A co-founders agreement is the base agreement which records the inter-se relationship between 2 or more co-founders or co-promoters of any company. With changing times, it has now become a norm for the founders of the start-up companies to enter into Co-Founders agreement as it not only results in clarity on respective rights and obligations but also gives an insight to the prospective investors who intend to invest money in the Company regarding the working arrangements within the Company.
Further, these agreements establish a formal documented relationship between the co-founders, which is quintessential for any professionally managed entity, more when they look up to raise funds from outside sources. To give a broad idea regarding the contents of a Co-Founders agreement, the following clauses may be relevant to be noted:
The equity that the respective co-founders will hold in the company and the monetary contribution that they intend to make being the most important elements should be clearly stipulated in the Agreement and a clause to this effect should be incorporated.
When there are 2 or more promoters in a company, it is always advisable to clearly demarcate the respective roles and responsibilities of the respective founders so that there is not overlap and the energies are channelized for the effective functioning of the Company. Further, it gives an impression to a prospective investor that the company is professionally managed.
The co-founders may in certain cases agree to specifically contribute through human capital, value additions through knowledge, etc., which ideally should also form a part of the co-founder’s agreement.
These clauses generally provide for a bar on the respective promoters from indulging in running business competitive to the business of the company during the course of association with the Company or for a certain period post severance from the Company. This ensures that the promoters continue to work solely and exclusively for the Company in the said area of business.

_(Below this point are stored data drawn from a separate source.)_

//! PeerLink: one live TCP socket to a peer, framed with the core wire codec.

use std::net::SocketAddr;
use std::sync::atomic::{AtomicBool, Ordering};

use peerchat_core::wire::{self, FrameDecodeError, FrameEncodeError, LEN_SIZE};
use peerchat_core::{Message, PeerId};
use tokio::io::{AsyncReadExt, AsyncWriteExt};
use tokio::net::tcp::{OwnedReadHalf, OwnedWriteHalf};
use tokio::net::TcpStream;
use tokio::sync::{watch, Mutex, MutexGuard};

/// Send and receive may run concurrently; concurrent senders are serialized by the write lock.
/// `close` interrupts any in-flight read or write on the link.
pub struct PeerLink {
    peer_id: PeerId,
    remote: SocketAddr,
    reader: Mutex<OwnedReadHalf>,
    writer: Mutex<OwnedWriteHalf>,
    turn: Mutex<()>,
    connected: AtomicBool,
    shut_down: AtomicBool,
    closed: watch::Sender<bool>,
}

impl PeerLink {
    /// Wrap a connected socket. The peer id is the remote endpoint as observed now.
    pub fn new(stream: TcpStream) -> std::io::Result<Self> {
        let remote = stream.peer_addr()?;
        stream.set_nodelay(true)?;
        let (reader, writer) = stream.into_split();
        let (closed, _) = watch::channel(false);
        Ok(Self {
            peer_id: PeerId::from(remote),
            remote,
            reader: Mutex::new(reader),
            writer: Mutex::new(writer),
            turn: Mutex::new(()),
            connected: AtomicBool::new(true),
            shut_down: AtomicBool::new(false),
            closed,
        })
    }

    pub fn peer_id(&self) -> &PeerId {
        &self.peer_id
    }

    pub fn remote_addr(&self) -> SocketAddr {
        self.remote
    }

    pub fn is_connected(&self) -> bool {
        self.connected.load(Ordering::SeqCst)
    }

    /// Sequence a send with bookkeeping that must follow wire order. Holders send and record
    /// before releasing; sends that skip the turn are still frame-atomic.
    pub async fn send_turn(&self) -> MutexGuard<'_, ()> {
        self.turn.lock().await
    }

    /// Encode and write one full frame under the write lock.
    /// Any failure other than encoding leaves the link disconnected.
    pub async fn send(&self, msg: &Message) -> Result<(), LinkError> {
        let frame = wire::encode_frame(msg)?;
        if !self.is_connected() {
            return Err(LinkError::Closed);
        }
        let mut closed = self.closed.subscribe();
        let mut writer = self.writer.lock().await;
        if !self.is_connected() {
            return Err(LinkError::Closed);
        }
        let result = tokio::select! {
            _ = wait_closed(&mut closed) => Err(LinkError::Closed),
            r = async {
                writer.write_all(&frame).await?;
                writer.flush().await
            } => r.map_err(LinkError::Io),
        };
        if result.is_err() {
            self.mark_closed();
        }
        result
    }

    /// Wait for the next full frame. Every error is terminal for the link.
    pub async fn receive(&self) -> Result<Message, LinkError> {
        if !self.is_connected() {
            return Err(LinkError::Closed);
        }
        let mut closed = self.closed.subscribe();
        let mut reader = self.reader.lock().await;
        let result = tokio::select! {
            _ = wait_closed(&mut closed) => Err(LinkError::Closed),
            r = read_frame(&mut reader) => r,
        };
        if result.is_err() {
            self.mark_closed();
        }
        result
    }

    /// Idempotent. Wakes blocked readers and writers, then shuts down the write side so the
    /// peer sees end-of-stream. The descriptor is released when the last handle is dropped.
    pub async fn close(&self) {
        self.mark_closed();
        if self.shut_down.swap(true, Ordering::SeqCst) {
            return;
        }
        let mut writer = self.writer.lock().await;
        let _ = writer.shutdown().await;
    }

    fn mark_closed(&self) {
        self.connected.store(false, Ordering::SeqCst);
        self.closed.send_replace(true);
    }
}

/// A link is equal only to itself: two sockets to the same endpoint are different links.
impl PartialEq for PeerLink {
    fn eq(&self, other: &Self) -> bool {
        std::ptr::eq(self, other)
    }
}

impl Eq for PeerLink {}

impl std::fmt::Debug for PeerLink {
    fn fmt(&self, f: &mut std::fmt::Formatter<'_>) -> std::fmt::Result {
        f.debug_struct("PeerLink")
            .field("peer_id", &self.peer_id)
            .field("connected", &self.is_connected())
            .finish()
    }
}

/// Resolves once the flag turns true (or its sender is gone).
pub(crate) async fn wait_closed(rx: &mut watch::Receiver<bool>) {
    loop {
        let closed = *rx.borrow_and_update();
        if closed {
            return;
        }
        if rx.changed().await.is_err() {
            return;
        }
    }
}

async fn read_frame(reader: &mut OwnedReadHalf) -> Result<Message, LinkError> {
    let mut prefix = [0u8; LEN_SIZE];
    reader.read_exact(&mut prefix).await?;
    let len = wire::frame_len(prefix)?;
    let mut body = vec![0u8; len];
    reader.read_exact(&mut body).await?;
    Ok(wire::decode_body(&body)?)
}

#[derive(Debug, thiserror::Error)]
pub enum LinkError {
    #[error("link closed")]
    Closed,
    #[error("i/o error: {0}")]
    Io(#[from] std::io::Error),
    #[error("protocol error: {0}")]
    Protocol(#[from] FrameDecodeError),
    #[error("cannot encode message: {0}")]
    Encode(#[from] FrameEncodeError),
}

impl LinkError {
    /// True when the link can no longer be used.
    pub fn is_terminal(&self) -> bool {
        !matches!(self, LinkError::Encode(_))
    }
}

The Board of Directors being the body taking major decisions in relation to the company, the right of the promoter to have a seat on the Board of Directors is also generally defined in the Agreement.

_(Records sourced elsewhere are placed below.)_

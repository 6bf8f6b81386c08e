// PeerChat console node: listens for peers, dials on request, chats over plain TCP.

use std::path::PathBuf;
use std::sync::Arc;

use anyhow::Context;
use clap::Parser;
use peerchat_core::{ContactId, MemoryDirectory};
use peerchat_node::console::{parse_command, Command, HELP};
use peerchat_node::presenter::render_entry;
use peerchat_node::{config, ConsolePresenter, Node};
use tokio::io::{AsyncBufReadExt, BufReader};
use tracing::{debug, info};
use tracing_subscriber::EnvFilter;

#[derive(Debug, Parser)]
#[command(name = "peerchat", version, about = "Peer-to-peer chat over TCP")]
struct Cli {
    /// Config file (default: ~/.config/peerchat/config.toml, then /etc/peerchat/config.toml)
    #[arg(short, long)]
    config: Option<PathBuf>,
    /// Listen port
    #[arg(short, long)]
    port: Option<u16>,
    /// Display name announced to peers
    #[arg(short, long)]
    name: Option<String>,
    /// Host announced to peers
    #[arg(long)]
    host: Option<String>,
    /// Debug logging
    #[arg(short, long)]
    verbose: bool,
}

#[tokio::main]
async fn main() -> anyhow::Result<()> {
    let cli = Cli::parse();
    setup_logging(cli.verbose);

    let mut cfg = match &cli.config {
        Some(path) => config::load_from(path)?,
        None => config::load(),
    };
    if let Some(p) = cli.port {
        cfg.listen_port = p;
    }
    if let Some(n) = cli.name {
        cfg.display_name = n;
    }
    if let Some(h) = cli.host {
        cfg.advertise_host = h;
    }
    debug!(?cfg, "configuration");

    let node = Node::start(
        &cfg,
        Arc::new(ConsolePresenter),
        Arc::new(MemoryDirectory::new()),
    )
    .await
    .context("cannot start node")?;
    println!(
        "{} listening as {} (type /help)",
        node.local().display_name,
        node.local().contact_id
    );

    tokio::select! {
        r = run_console(&node) => r?,
        r = shutdown_signal() => r?,
    }
    node.shutdown().await;
    Ok(())
}

fn setup_logging(verbose: bool) {
    let default = if verbose { "debug" } else { "warn" };
    let filter = EnvFilter::try_from_default_env().unwrap_or_else(|_| EnvFilter::new(default));
    tracing_subscriber::fmt()
        .with_env_filter(filter)
        .with_target(false)
        .with_writer(std::io::stderr)
        .init();
}

/// Read commands until /quit or end of input. Operation errors are already shown by the
/// presenter, so they do not end the loop.
async fn run_console(node: &Node) -> anyhow::Result<()> {
    let mut lines = BufReader::new(tokio::io::stdin()).lines();
    while let Some(line) = lines.next_line().await? {
        let cmd = match parse_command(&line) {
            Ok(c) => c,
            Err(e) => {
                eprintln!("{}", e);
                continue;
            }
        };
        match cmd {
            Command::Empty => {}
            Command::Quit => break,
            Command::Help => println!("{}", HELP),
            Command::Connect(ep) => {
                // Dial in the background so the prompt stays responsive.
                let _ = node.spawn_connect(ep.host, ep.port);
            }
            Command::Select(contact) => {
                if let Ok(history) = node.select_contact(&contact).await {
                    println!("-- {} --", contact);
                    for entry in &history {
                        println!("{}", render_entry(entry));
                    }
                }
            }
            Command::History => match node.selected_contact().await {
                Some(contact) => {
                    for entry in node.history(&contact).await {
                        println!("{}", render_entry(&entry));
                    }
                }
                None => eprintln!("no contact selected"),
            },
            Command::Contacts => {
                for (user, online) in node.contacts().await {
                    let mark = if online { "online" } else { "offline" };
                    println!("{} {} ({})", user.contact_id, user.display_name, mark);
                }
            }
            Command::Disconnect(target) => {
                if let Some(contact) = target_or_selected(node, target).await {
                    let _ = node.disconnect(&contact).await;
                }
            }
            Command::SendFile(path) => {
                if let Some(contact) = target_or_selected(node, None).await {
                    let _ = node.send_file_from_path(&contact, &path).await;
                }
            }
            Command::Say(text) => {
                if let Some(contact) = target_or_selected(node, None).await {
                    let _ = node.send_text(&contact, text).await;
                }
            }
        }
    }
    info!("console closed");
    Ok(())
}

async fn target_or_selected(node: &Node, target: Option<ContactId>) -> Option<ContactId> {
    if target.is_some() {
        return target;
    }
    let selected = node.selected_contact().await;
    if selected.is_none() {
        eprintln!("no contact selected (use /select host:port)");
    }
    selected
}

/// Wait for Ctrl+C or SIGTERM (Unix).
async fn shutdown_signal() -> anyhow::Result<()> {
    #[cfg(unix)]
    {
        use tokio::signal::unix::{signal, SignalKind};
        let mut sigterm = signal(SignalKind::terminate())?;
        tokio::select! {
            _ = tokio::signal::ctrl_c() => {}
            _ = sigterm.recv() => {}
        }
    }
    #[cfg(not(unix))]
    {
        tokio::signal::ctrl_c().await?;
    }
    Ok(())
}
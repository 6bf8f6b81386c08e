//! Presentation seam: the node reports messages, presence changes and user-facing errors here.

use std::io::Write;

use peerchat_core::{Body, ContactId, Event, MessageEntry};

/// Callbacks arrive from receive-loop tasks; implementations must be cheap and non-blocking.
pub trait Presenter: Send + Sync {
    fn on_message(&self, contact: &ContactId, entry: &MessageEntry);
    fn on_contact_online(&self, contact: &ContactId);
    fn on_contact_offline(&self, contact: &ContactId);
    fn on_error(&self, message: &str);
    fn on_notice(&self, _text: &str) {}
}

pub(crate) fn dispatch(presenter: &dyn Presenter, event: &Event) {
    match event {
        Event::Message { contact, entry } => presenter.on_message(contact, entry),
        Event::ContactOnline(c) => presenter.on_contact_online(c),
        Event::ContactOffline(c) => presenter.on_contact_offline(c),
        Event::Notice(text) => presenter.on_notice(text),
    }
}

/// One history line as shown on a console.
pub fn render_entry(entry: &MessageEntry) -> String {
    let who = &entry.sender.display_name;
    match &entry.message.body {
        Body::Text(t) => format!("[{}] {}", who, t.content),
        Body::File(f) => format!("[{}] sent file {} ({} bytes)", who, f.name, f.bytes.len()),
        Body::System(s) => format!("[system] {}", s.text),
        other => format!("[{}] <{:?}>", who, other.kind()),
    }
}

/// Writes to stdout and stderr.
#[derive(Debug, Default)]
pub struct ConsolePresenter;

impl ConsolePresenter {
    fn line(&self, text: &str) {
        let mut out = std::io::stdout().lock();
        let _ = writeln!(out, "{}", text);
        let _ = out.flush();
    }
}

impl Presenter for ConsolePresenter {
    fn on_message(&self, contact: &ContactId, entry: &MessageEntry) {
        self.line(&format!("{} {}", contact, render_entry(entry)));
    }

    fn on_contact_online(&self, contact: &ContactId) {
        self.line(&format!("* {} is online", contact));
    }

    fn on_contact_offline(&self, contact: &ContactId) {
        self.line(&format!("* {} went offline", contact));
    }

    fn on_error(&self, message: &str) {
        eprintln!("error: {}", message);
    }

    fn on_notice(&self, text: &str) {
        self.line(&format!("[system] {}", text));
    }
}

#[cfg(test)]
mod tests {
    use super::*;
    use peerchat_core::{Message, UserIdentity};

    #[test]
    fn render_text_and_file() {
        let bob = UserIdentity::new("bob", "127.0.0.1", 9001);
        let text = MessageEntry::new(bob.clone(), Message::text("hi"));
        assert_eq!(render_entry(&text), "[bob] hi");
        let file = MessageEntry::new(bob, Message::file("a.txt", vec![1, 2, 3]));
        assert_eq!(render_entry(&file), "[bob] sent file a.txt (3 bytes)");
    }
}
//! PeerChat wire protocol: message kinds and payloads.

use std::time::{SystemTime, UNIX_EPOCH};

use serde::{Deserialize, Serialize};

use crate::identity::UserIdentity;

/// Milliseconds since the Unix epoch.
pub type Timestamp = u64;

pub fn now_millis() -> Timestamp {
    SystemTime::now()
        .duration_since(UNIX_EPOCH)
        .map(|d| d.as_millis() as Timestamp)
        .unwrap_or(0)
}

/// Type tag written after the length prefix of every frame.
#[derive(Debug, Clone, Copy, PartialEq, Eq, Hash)]
#[repr(u8)]
pub enum MessageKind {
    Text = 1,
    File = 2,
    System = 3,
    UserInfo = 4,
    Connection = 5,
    Disconnection = 6,
}

impl MessageKind {
    pub fn tag(self) -> u8 {
        self as u8
    }

    pub fn from_tag(tag: u8) -> Option<Self> {
        match tag {
            1 => Some(MessageKind::Text),
            2 => Some(MessageKind::File),
            3 => Some(MessageKind::System),
            4 => Some(MessageKind::UserInfo),
            5 => Some(MessageKind::Connection),
            6 => Some(MessageKind::Disconnection),
            _ => None,
        }
    }
}

#[derive(Debug, Clone, PartialEq, Eq, Serialize, Deserialize)]
pub struct TextPayload {
    pub content: String,
}

#[derive(Debug, Clone, PartialEq, Eq, Serialize, Deserialize)]
pub struct FilePayload {
    pub name: String,
    pub bytes: Vec<u8>,
}

#[derive(Debug, Clone, PartialEq, Eq, Serialize, Deserialize)]
pub struct SystemPayload {
    pub text: String,
}

/// Identity announcement; the first message on every outbound link.
#[derive(Debug, Clone, PartialEq, Eq, Serialize, Deserialize)]
pub struct UserInfoPayload {
    pub user: UserIdentity,
}

/// CONNECTION / DISCONNECTION carry only the sender's identity.
#[derive(Debug, Clone, PartialEq, Eq, Serialize, Deserialize)]
pub struct PresencePayload {
    pub sender: UserIdentity,
}

#[derive(Debug, Clone, PartialEq, Eq)]
pub enum Body {
    Text(TextPayload),
    File(FilePayload),
    System(SystemPayload),
    UserInfo(UserInfoPayload),
    Connection(PresencePayload),
    Disconnection(PresencePayload),
}

impl Body {
    pub fn kind(&self) -> MessageKind {
        match self {
            Body::Text(_) => MessageKind::Text,
            Body::File(_) => MessageKind::File,
            Body::System(_) => MessageKind::System,
            Body::UserInfo(_) => MessageKind::UserInfo,
            Body::Connection(_) => MessageKind::Connection,
            Body::Disconnection(_) => MessageKind::Disconnection,
        }
    }
}

/// One protocol message. Encoding is tag + bincode; framing is length-prefix (see wire module).
#[derive(Debug, Clone, PartialEq, Eq)]
pub struct Message {
    pub timestamp: Timestamp,
    pub body: Body,
}

impl Message {
    pub fn new(body: Body) -> Self {
        Self {
            timestamp: now_millis(),
            body,
        }
    }

    pub fn text(content: impl Into<String>) -> Self {
        Self::new(Body::Text(TextPayload {
            content: content.into(),
        }))
    }

    pub fn file(name: impl Into<String>, bytes: Vec<u8>) -> Self {
        Self::new(Body::File(FilePayload {
            name: name.into(),
            bytes,
        }))
    }

    pub fn system(text: impl Into<String>) -> Self {
        Self::new(Body::System(SystemPayload { text: text.into() }))
    }

    pub fn user_info(user: UserIdentity) -> Self {
        Self::new(Body::UserInfo(UserInfoPayload { user }))
    }

    pub fn connection(sender: UserIdentity) -> Self {
        Self::new(Body::Connection(PresencePayload { sender }))
    }

    pub fn disconnection(sender: UserIdentity) -> Self {
        Self::new(Body::Disconnection(PresencePayload { sender }))
    }

    pub fn kind(&self) -> MessageKind {
        self.body.kind()
    }
}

The company being a close-knit entity having been incorporated as a going concern by the co-founders together, the clause provides for restriction on transfer of shares by one co-founder without the consent of the other co-founder, right of first refusal in the case of any prospective share transfer or exit of the promoter etc.
The technology, IPR or even the business model that the company develops during its existence is generally a result of the joint efforts of the co-founders and therefore is required to be duly protected and prohibited from unauthorised disclosure or compromise. These clauses provide for a restrictive covenant on the promoters or co-founders from doing so and therefore act as a safety valve.
This related clause provides for a scope for raising funding for the company and the promoters generally mutually agree to work towards this and agree to dilute their equity proportionally to facilitate the fundraising in case required.
This clause in the Agreement provides for the mechanism for resolution of differences between the co-founders amicably and in case the same is not possible through an agreed dispute resolution mechanism.
The provisions relating to notices, severability etc. are generally provided for in the miscellaneous provisions of the Agreement.